Gonzalez’s death has also resonated because of what relatives say she leaves behind. According to coverage following the crash, she was the mother of two girls. Her father told WFTV he is now caring for 9-month-old Liana and the child’s sister, turning the family’s loss into an immediate caregiving crisis as well as a criminal or traffic investigation. He described the baby who survived as a miracle and said Gonzalez had been the light of the family. A fundraiser created after the crash also portrayed her as a loving mother. Those details have widened public attention beyond the fatal collision itself and toward the long-term impact on the children and relatives now trying to rebuild daily life after a sudden death.
For investigators, the next phase is likely to depend on reconstructing Gonzalez’s last known movements and testing the family’s account against witness statements, phone records, surveillance footage or other evidence that may exist.
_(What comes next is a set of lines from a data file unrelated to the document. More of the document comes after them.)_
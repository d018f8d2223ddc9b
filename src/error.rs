//! Error taxonomy for the store.
//!
//! Every failure surfaced by the crate is one of these variants. Engine errors
//! from `rusqlite` are translated here and nowhere else, so callers never
//! match on raw engine error codes.

use std::fmt::Display;
use std::path::Path;

use rusqlite::ErrorCode;
use thiserror::Error;

/// Result type for store operations.
pub type Result<T> = std::result::Result<T, StoreError>;

#[derive(Debug, Error, Clone, PartialEq)]
pub enum StoreError {
    /// Invalid, duplicate or unknown table or column.
    #[error("schema error: {0}")]
    Schema(String),

    /// Constraint, default or nullability violation.
    #[error("constraint violation: {0}")]
    Constraint(String),

    /// Value incompatible with the declared column type.
    #[error("type mismatch: {0}")]
    TypeMismatch(String),

    /// Missing required condition or malformed argument shape.
    #[error("validation failed: {0}")]
    Validation(String),

    /// Table, backup or file absent.
    #[error("not found: {0}")]
    NotFound(String),

    /// Malformed CSV input.
    #[error("malformed csv: {0}")]
    Format(String),

    #[error("i/o failure on {path}: {message}")]
    Io { path: String, message: String },

    /// Backup target busy or snapshot inconsistent.
    #[error("backup error: {0}")]
    Backup(String),

    #[error("database handle is closed")]
    Closed,
}

impl StoreError {
    pub fn io(path: &Path, err: impl Display) -> Self {
        Self::Io {
            path: path.display().to_string(),
            message: err.to_string(),
        }
    }

    /// Prefixes the message with a location (`row 3`, `line 7`) while keeping
    /// the error class intact.
    pub fn located(self, location: impl Display) -> Self {
        match self {
            Self::Schema(m) => Self::Schema(format!("{location}: {m}")),
            Self::Constraint(m) => Self::Constraint(format!("{location}: {m}")),
            Self::TypeMismatch(m) => Self::TypeMismatch(format!("{location}: {m}")),
            Self::Validation(m) => Self::Validation(format!("{location}: {m}")),
            Self::NotFound(m) => Self::NotFound(format!("{location}: {m}")),
            Self::Format(m) => Self::Format(format!("{location}: {m}")),
            Self::Backup(m) => Self::Backup(format!("{location}: {m}")),
            Self::Io { path, message } => Self::Io {
                path,
                message: format!("{location}: {message}"),
            },
            Self::Closed => Self::Closed,
        }
    }
}

impl From<rusqlite::Error> for StoreError {
    fn from(err: rusqlite::Error) -> Self {
        match &err {
            rusqlite::Error::SqliteFailure(failure, detail) => {
                let message = detail.clone().unwrap_or_else(|| failure.to_string());
                match failure.code {
                    ErrorCode::ConstraintViolation => Self::Constraint(message),
                    ErrorCode::TypeMismatch => Self::TypeMismatch(message),
                    ErrorCode::DatabaseBusy
                    | ErrorCode::DatabaseLocked
                    | ErrorCode::SystemIoFailure
                    | ErrorCode::ReadOnly
                    | ErrorCode::CannotOpen
                    | ErrorCode::DiskFull
                    | ErrorCode::PermissionDenied => Self::Io {
                        path: "database file".to_string(),
                        message,
                    },
                    ErrorCode::DatabaseCorrupt | ErrorCode::NotADatabase => Self::Backup(message),
                    _ => classify_message(message),
                }
            }
            rusqlite::Error::MultipleStatement => {
                Self::Validation("only one statement can be executed per call".to_string())
            }
            rusqlite::Error::InvalidColumnType(..) | rusqlite::Error::IntegralValueOutOfRange(..) => {
                Self::TypeMismatch(err.to_string())
            }
            _ => classify_message(err.to_string()),
        }
    }
}

fn classify_message(message: String) -> StoreError {
    if message.starts_with("no such table") {
        StoreError::NotFound(message)
    } else if message.contains("no such column")
        || message.contains("has no column named")
        || message.contains("already exists")
    {
        StoreError::Schema(message)
    } else {
        StoreError::Validation(message)
    }
}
As of April 21, no charges had been announced and troopers had not publicly identified any other person as connected to the events before impact. That leaves the official case at an in-between stage: the crash mechanics are known in outline, but the surrounding circumstances are not. The difference matters. A straightforward traffic fatality can become a broader inquiry if evidence shows neglect, abandonment, coercion or another crime before the collision. Until authorities say more, that possibility remains speculative, and the family is left waiting.
The father’s public appeal gave the case a sharper moral focus. He said his daughter did not deserve to die on that road and urged anyone with information to help bring justice. The plea reflects both grief and frustration. In many fatal crashes, the main facts are settled quickly. Here, the hardest question is not only how Gonzalez was struck but why she was there at all, with a baby, in darkness, on a road neighbors describe as fast and dangerous. That uncertainty has kept the case alive well beyond the first headlines and has turned a traffic death into a broader search for accountability.
As of Tuesday, April 21, troopers had not publicly resolved the unanswered timeline before the crash, and the family’s next milestone is any investigative update that explains who Gonzalez was with and how she ended up on SR 46.
Author note: Last updated April 21, 2026.